// src/hash.rs

//! Artifact digests
//!
//! Mirrors publish checksums in whichever algorithm their tooling emits, so
//! all three seen in the wild are accepted: SHA-256 (`SHA256SUMS`,
//! `*.sha256`), SHA-512, and MD5 from legacy `md5sum.txt` files. MD5 is only
//! ever compared against a digest somebody else published.

use md5::Md5;
use sha2::{Digest, Sha256, Sha512};
use std::fmt;
use std::str::FromStr;
use thiserror::Error;

#[derive(Debug, Clone, Copy, PartialEq, Eq, Hash, Default)]
pub enum HashAlgorithm {
    #[default]
    Sha256,
    Sha512,
    /// Legacy manifests only
    Md5,
}

impl HashAlgorithm {
    /// Length of a digest in hex characters
    pub const fn hex_len(&self) -> usize {
        match self {
            Self::Sha256 => 64,
            Self::Sha512 => 128,
            Self::Md5 => 32,
        }
    }

    pub const fn name(&self) -> &'static str {
        match self {
            Self::Sha256 => "sha256",
            Self::Sha512 => "sha512",
            Self::Md5 => "md5",
        }
    }

    /// Guess the algorithm of a bare hex digest from its length
    pub fn from_hex_len(len: usize) -> Option<Self> {
        [Self::Sha256, Self::Sha512, Self::Md5]
            .into_iter()
            .find(|a| a.hex_len() == len)
    }
}

impl fmt::Display for HashAlgorithm {
    fn fmt(&self, f: &mut fmt::Formatter<'_>) -> fmt::Result {
        f.write_str(self.name())
    }
}

impl FromStr for HashAlgorithm {
    type Err = HashError;

    /// Accepts `sha256`, `SHA-256`, `sha512`, `md5` in any case
    fn from_str(s: &str) -> Result<Self, Self::Err> {
        let normalized: String = s
            .chars()
            .filter(|c| *c != '-')
            .collect::<String>()
            .to_ascii_lowercase();
        match normalized.as_str() {
            "sha256" => Ok(Self::Sha256),
            "sha512" => Ok(Self::Sha512),
            "md5" => Ok(Self::Md5),
            _ => Err(HashError::UnknownAlgorithm(s.to_string())),
        }
    }
}

#[derive(Debug, Clone, PartialEq, Eq, Error)]
pub enum HashError {
    #[error("unknown hash algorithm: {0}")]
    UnknownAlgorithm(String),
    #[error("invalid digest length: expected {expected} hex characters, got {got}")]
    InvalidLength { expected: usize, got: usize },
    #[error("digest is not hex: {0}")]
    InvalidHex(String),
}

/// An expected or computed digest
///
/// `value` is always lowercase hex of the right length for `algorithm`.
#[derive(Debug, Clone, PartialEq, Eq, Hash)]
pub struct Hash {
    pub algorithm: HashAlgorithm,
    pub value: String,
}

impl Hash {
    /// Validate a hex digest for `algorithm`
    pub fn new(algorithm: HashAlgorithm, value: impl Into<String>) -> Result<Self, HashError> {
        let value = value.into();
        if value.len() != algorithm.hex_len() {
            return Err(HashError::InvalidLength {
                expected: algorithm.hex_len(),
                got: value.len(),
            });
        }
        if !value.bytes().all(|b| b.is_ascii_hexdigit()) {
            return Err(HashError::InvalidHex(value));
        }
        Ok(Self {
            algorithm,
            value: value.to_ascii_lowercase(),
        })
    }

    pub fn as_str(&self) -> &str {
        &self.value
    }

    /// Parse `algorithm:hex` (`sha256:ab12...`) or bare hex
    ///
    /// Bare hex gets its algorithm from its length.
    pub fn parse_prefixed(s: &str) -> Result<Self, HashError> {
        let s = s.trim();
        let (algorithm, hex) = match s.split_once(':') {
            Some((name, hex)) => (name.parse()?, hex),
            None => {
                let algorithm =
                    HashAlgorithm::from_hex_len(s.len()).ok_or(HashError::InvalidLength {
                        expected: HashAlgorithm::Sha256.hex_len(),
                        got: s.len(),
                    })?;
                (algorithm, s)
            }
        };
        Self::new(algorithm, hex)
    }

    /// `sha256:<hex>`
    pub fn to_prefixed_string(&self) -> String {
        format!("{}:{}", self.algorithm, self.value)
    }

    /// Whether `data` hashes to this digest
    pub fn matches(&self, data: &[u8]) -> bool {
        hash_bytes(self.algorithm, data).value == self.value
    }
}

impl FromStr for Hash {
    type Err = HashError;

    fn from_str(s: &str) -> Result<Self, Self::Err> {
        Self::parse_prefixed(s)
    }
}

impl fmt::Display for Hash {
    fn fmt(&self, f: &mut fmt::Formatter<'_>) -> fmt::Result {
        f.write_str(&self.value)
    }
}

/// Streaming digest over any supported algorithm
pub enum Hasher {
    Sha256(Sha256),
    Sha512(Sha512),
    Md5(Md5),
}

impl Hasher {
    pub fn new(algorithm: HashAlgorithm) -> Self {
        match algorithm {
            HashAlgorithm::Sha256 => Self::Sha256(Sha256::new()),
            HashAlgorithm::Sha512 => Self::Sha512(Sha512::new()),
            HashAlgorithm::Md5 => Self::Md5(Md5::new()),
        }
    }

    pub fn algorithm(&self) -> HashAlgorithm {
        match self {
            Self::Sha256(_) => HashAlgorithm::Sha256,
            Self::Sha512(_) => HashAlgorithm::Sha512,
            Self::Md5(_) => HashAlgorithm::Md5,
        }
    }

    pub fn update(&mut self, data: &[u8]) {
        match self {
            Self::Sha256(h) => h.update(data),
            Self::Sha512(h) => h.update(data),
            Self::Md5(h) => h.update(data),
        }
    }

    pub fn finalize(self) -> Hash {
        let algorithm = self.algorithm();
        let value = match self {
            Self::Sha256(h) => format!("{:x}", h.finalize()),
            Self::Sha512(h) => format!("{:x}", h.finalize()),
            Self::Md5(h) => format!("{:x}", h.finalize()),
        };
        Hash { algorithm, value }
    }
}

/// Digest of an in-memory buffer
pub fn hash_bytes(algorithm: HashAlgorithm, data: &[u8]) -> Hash {
    let mut hasher = Hasher::new(algorithm);
    hasher.update(data);
    hasher.finalize()
}

/// SHA-256 of `data` as lowercase hex
pub fn sha256(data: &[u8]) -> String {
    hash_bytes(HashAlgorithm::Sha256, data).value
}

/// Digest mismatch
#[derive(Debug, Clone, PartialEq, Eq, Error)]
#[error("{algorithm} mismatch: expected {expected}, got {actual}")]
pub struct VerifyError {
    pub algorithm: HashAlgorithm,
    pub expected: String,
    pub actual: String,
}

/// Check `data` against `expected`, returning the computed digest
///
/// ```
/// use rbdeploy::hash::{verify_bytes, Hash, HashAlgorithm};
///
/// let expected = Hash::new(
///     HashAlgorithm::Sha256,
///     "b94d27b9934d3e08a52e52d7da7dabfac484efe37a5380ee9088f7ace2efcde9",
/// )
/// .unwrap();
/// assert!(verify_bytes(b"hello world", &expected).is_ok());
/// assert!(verify_bytes(b"hello world!", &expected).is_err());
/// ```
pub fn verify_bytes(data: &[u8], expected: &Hash) -> Result<Hash, VerifyError> {
    let actual = hash_bytes(expected.algorithm, data);
    if actual.value == expected.value {
        return Ok(actual);
    }
    Err(VerifyError {
        algorithm: expected.algorithm,
        expected: expected.value.clone(),
        actual: actual.value,
    })
}

#[cfg(test)]
mod tests {
    use super::*;

    const HELLO_SHA256: &str = "b94d27b9934d3e08a52e52d7da7dabfac484efe37a5380ee9088f7ace2efcde9";
    const HELLO_MD5: &str = "5eb63bbbe01eeed093cb22bb8f5acdc3";

    #[test]
    fn test_known_digests() {
        assert_eq!(sha256(b"hello world"), HELLO_SHA256);
        assert_eq!(hash_bytes(HashAlgorithm::Md5, b"hello world").value, HELLO_MD5);
        assert_eq!(hash_bytes(HashAlgorithm::Sha512, b"rockbox").value.len(), 128);
    }

    #[test]
    fn test_incremental_matches_oneshot() {
        let mut hasher = Hasher::new(HashAlgorithm::Sha512);
        hasher.update(b"rock");
        hasher.update(b"box");
        assert_eq!(hasher.finalize(), hash_bytes(HashAlgorithm::Sha512, b"rockbox"));
    }

    #[test]
    fn test_algorithm_names() {
        assert_eq!("SHA-512".parse::<HashAlgorithm>().unwrap(), HashAlgorithm::Sha512);
        assert_eq!("md5".parse::<HashAlgorithm>().unwrap(), HashAlgorithm::Md5);
        assert!("crc32".parse::<HashAlgorithm>().is_err());

        assert_eq!(HashAlgorithm::from_hex_len(32), Some(HashAlgorithm::Md5));
        assert_eq!(HashAlgorithm::from_hex_len(128), Some(HashAlgorithm::Sha512));
        assert_eq!(HashAlgorithm::from_hex_len(40), None);
    }

    #[test]
    fn test_new_rejects_bad_digests() {
        assert!(matches!(
            Hash::new(HashAlgorithm::Sha256, "abc123"),
            Err(HashError::InvalidLength { expected: 64, got: 6 })
        ));
        assert!(matches!(
            Hash::new(HashAlgorithm::Md5, "z".repeat(32)),
            Err(HashError::InvalidHex(_))
        ));
    }

    #[test]
    fn test_parse_user_digest() {
        let hash: Hash = format!("SHA256:{}", HELLO_SHA256.to_uppercase()).parse().unwrap();
        assert_eq!(hash.algorithm, HashAlgorithm::Sha256);
        assert_eq!(hash.value, HELLO_SHA256);

        let hash = Hash::parse_prefixed(HELLO_MD5).unwrap();
        assert_eq!(hash.to_prefixed_string(), format!("md5:{}", HELLO_MD5));
        assert!(hash.matches(b"hello world"));

        assert!(Hash::parse_prefixed("deadbeef").is_err());
        assert!(Hash::parse_prefixed("crc:00").is_err());
    }

    #[test]
    fn test_verify_bytes_mismatch() {
        let wrong = Hash::new(HashAlgorithm::Sha256, "0".repeat(64)).unwrap();
        let err = verify_bytes(b"hello world", &wrong).unwrap_err();
        assert_eq!(err.expected, "0".repeat(64));
        assert_eq!(err.actual, HELLO_SHA256);
        assert!(err.to_string().starts_with("sha256 mismatch"));
    }
}
// src/deploy/stage.rs

//! Archive staging
//!
//! A verified artifact is unpacked into a private temporary directory before
//! anything on the volume is touched. The staging area is removed when the
//! [`StagedTree`] is dropped, on success and failure alike.

use crate::error::{Error, Result};
use crate::filesystem::path::safe_join;
use crate::filesystem::{walk_tree, TreeListing};
use flate2::read::GzDecoder;
use std::fs::{self, File};
use std::io::{self, Cursor, Read};
use std::path::{Component, Path, PathBuf};
use tempfile::TempDir;
use tracing::{debug, info};

/// Maximum size of a single extracted entry (512 MB)
pub const MAX_ENTRY_SIZE: u64 = 512 * 1024 * 1024;

const S_IFMT: u32 = 0o170000;
const S_IFLNK: u32 = 0o120000;

/// Container formats the stager understands
#[derive(Debug, Clone, Copy, PartialEq, Eq)]
pub enum ArchiveFormat {
    Zip,
    TarGz,
    Tar,
}

impl ArchiveFormat {
    /// Detect the container from its leading bytes
    pub fn detect(bytes: &[u8]) -> Option<Self> {
        if bytes.starts_with(b"PK\x03\x04") || bytes.starts_with(b"PK\x05\x06") {
            Some(Self::Zip)
        } else if bytes.starts_with(&[0x1f, 0x8b]) {
            Some(Self::TarGz)
        } else if bytes.len() >= 262 && &bytes[257..262] == b"ustar" {
            Some(Self::Tar)
        } else {
            None
        }
    }
}

/// Files extracted from one artifact
///
/// `root()` is the installation directory inside the staging area, so paths
/// relative to it line up with paths relative to the live tree.
#[derive(Debug)]
pub struct StagedTree {
    _temp: TempDir,
    root: PathBuf,
}

impl StagedTree {
    /// Effective root of the staged installation
    pub fn root(&self) -> &Path {
        &self.root
    }

    /// List the staged files and directories
    pub fn listing(&self) -> Result<TreeListing> {
        walk_tree(&self.root)
    }
}

/// Unpack `bytes` and normalize the layout onto `install_dir`
///
/// The installation directory may sit at the top of the archive or below a
/// single wrapper directory. The staging area is created under `parent` when
/// given, otherwise in the system temp directory.
pub fn stage(bytes: &[u8], install_dir: &str, parent: Option<&Path>) -> Result<StagedTree> {
    let format = ArchiveFormat::detect(bytes).ok_or_else(|| {
        Error::ExtractionError("Unrecognized archive format".to_string())
    })?;

    let temp = match parent {
        Some(dir) => tempfile::Builder::new().prefix(".rbdeploy-stage-").tempdir_in(dir),
        None => tempfile::Builder::new().prefix("rbdeploy-stage-").tempdir(),
    }
    .map_err(|e| Error::ExtractionError(format!("Cannot create staging area: {}", e)))?;

    debug!("Staging {:?} archive in {}", format, temp.path().display());

    let count = match format {
        ArchiveFormat::Zip => extract_zip(bytes, temp.path())?,
        ArchiveFormat::TarGz => extract_tar(GzDecoder::new(Cursor::new(bytes)), temp.path())?,
        ArchiveFormat::Tar => extract_tar(Cursor::new(bytes), temp.path())?,
    };

    let root = find_install_root(temp.path(), install_dir)?;
    info!("Staged {} files from artifact", count);

    Ok(StagedTree { _temp: temp, root })
}

fn find_install_root(staging: &Path, install_dir: &str) -> Result<PathBuf> {
    let direct = staging.join(install_dir);
    if direct.is_dir() {
        return Ok(direct);
    }

    let top: Vec<PathBuf> = fs::read_dir(staging)
        .map_err(|e| Error::ExtractionError(format!("Cannot read staging area: {}", e)))?
        .filter_map(|e| e.ok())
        .map(|e| e.path())
        .collect();

    if let [wrapper] = top.as_slice() {
        let nested = wrapper.join(install_dir);
        if wrapper.is_dir() && nested.is_dir() {
            debug!("Unwrapping top-level directory {}", wrapper.display());
            return Ok(nested);
        }
    }

    Err(Error::ExtractionError(format!(
        "archive lacks {}",
        install_dir
    )))
}

fn extract_zip(bytes: &[u8], dest: &Path) -> Result<usize> {
    let mut archive = zip::ZipArchive::new(Cursor::new(bytes))
        .map_err(|e| Error::ExtractionError(format!("Invalid zip archive: {}", e)))?;

    let mut count = 0;
    for index in 0..archive.len() {
        let mut entry = archive
            .by_index(index)
            .map_err(|e| Error::ExtractionError(format!("Bad zip entry #{}: {}", index, e)))?;

        let name = entry.name().to_string();
        let Some(target) = entry_target(dest, &name)? else {
            continue;
        };

        if entry.is_dir() {
            fs::create_dir_all(&target).map_err(|e| extract_failed(&name, e))?;
            continue;
        }

        let mode = entry.unix_mode();
        if mode.is_some_and(|m| m & S_IFMT == S_IFLNK) {
            return Err(Error::ExtractionError(format!(
                "Link entries are not allowed: {}",
                name
            )));
        }
        if entry.size() > MAX_ENTRY_SIZE {
            return Err(oversized(&name));
        }

        write_entry(&mut entry, &target, &name, mode)?;
        count += 1;
    }

    Ok(count)
}

fn extract_tar<R: Read>(reader: R, dest: &Path) -> Result<usize> {
    let mut archive = tar::Archive::new(reader);
    let entries = archive
        .entries()
        .map_err(|e| Error::ExtractionError(format!("Invalid tar archive: {}", e)))?;

    let mut count = 0;
    for entry in entries {
        let mut entry =
            entry.map_err(|e| Error::ExtractionError(format!("Bad tar entry: {}", e)))?;

        // Raw bytes, so `..` reaches our own check instead of tar's
        let name = String::from_utf8_lossy(&entry.path_bytes()).into_owned();
        let entry_type = entry.header().entry_type();

        if entry_type.is_pax_global_extensions() || entry_type.is_pax_local_extensions() {
            continue;
        }

        let Some(target) = entry_target(dest, &name)? else {
            continue;
        };

        if entry_type.is_dir() {
            fs::create_dir_all(&target).map_err(|e| extract_failed(&name, e))?;
        } else if entry_type.is_file() {
            let size = entry.header().size().unwrap_or(0);
            if size > MAX_ENTRY_SIZE {
                return Err(oversized(&name));
            }
            let mode = entry.header().mode().ok();
            write_entry(&mut entry, &target, &name, mode)?;
            count += 1;
        } else if entry_type.is_symlink() || entry_type.is_hard_link() {
            return Err(Error::ExtractionError(format!(
                "Link entries are not allowed: {}",
                name
            )));
        } else {
            return Err(Error::ExtractionError(format!(
                "Unsupported entry type {:?}: {}",
                entry_type, name
            )));
        }
    }

    Ok(count)
}

/// Where an entry lands, or `None` for names like `./` that name the root
fn entry_target(dest: &Path, name: &str) -> Result<Option<PathBuf>> {
    if Path::new(name).components().all(|c| c == Component::CurDir) {
        return Ok(None);
    }
    safe_join(dest, name)
        .map(Some)
        .map_err(|e| Error::ExtractionError(format!("Unsafe entry {:?}: {}", name, e)))
}

fn write_entry<R: Read>(reader: &mut R, target: &Path, name: &str, mode: Option<u32>) -> Result<()> {
    if let Some(parent) = target.parent() {
        fs::create_dir_all(parent).map_err(|e| extract_failed(name, e))?;
    }

    let mut file = File::create(target).map_err(|e| extract_failed(name, e))?;
    // Headers can lie about the size; cap what is actually read
    let written = io::copy(&mut reader.take(MAX_ENTRY_SIZE + 1), &mut file)
        .map_err(|e| extract_failed(name, e))?;
    if written > MAX_ENTRY_SIZE {
        return Err(oversized(name));
    }

    #[cfg(unix)]
    if let Some(mode) = mode {
        use std::os::unix::fs::PermissionsExt;
        let perms = (mode & 0o777) | 0o600;
        fs::set_permissions(target, fs::Permissions::from_mode(perms))
            .map_err(|e| extract_failed(name, e))?;
    }
    #[cfg(not(unix))]
    let _ = mode;

    Ok(())
}

fn extract_failed(name: &str, e: io::Error) -> Error {
    Error::ExtractionError(format!("Failed to extract {}: {}", name, e))
}

fn oversized(name: &str) -> Error {
    Error::ExtractionError(format!(
        "Entry {} exceeds the {} byte limit",
        name, MAX_ENTRY_SIZE
    ))
}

^^^^^^^^^^^^^^^^

## Exercise requirements
Print, please, the lines above from the very first through the one that holds "pub const fn hex_len(&self)", both included, word for word and with nothing else.

## Answer below
// src/hash.rs

//! Artifact digests
//!
//! Mirrors publish checksums in whichever algorithm their tooling emits, so
//! all three seen in the wild are accepted: SHA-256 (`SHA256SUMS`,
//! `*.sha256`), SHA-512, and MD5 from legacy `md5sum.txt` files. MD5 is only
//! ever compared against a digest somebody else published.

use md5::Md5;
use sha2::{Digest, Sha256, Sha512};
use std::fmt;
use std::str::FromStr;
use thiserror::Error;

#[derive(Debug, Clone, Copy, PartialEq, Eq, Hash, Default)]
pub enum HashAlgorithm {
    #[default]
    Sha256,
    Sha512,
    /// Legacy manifests only
    Md5,
}

impl HashAlgorithm {
    /// Length of a digest in hex characters
    pub const fn hex_len(&self) -> usize {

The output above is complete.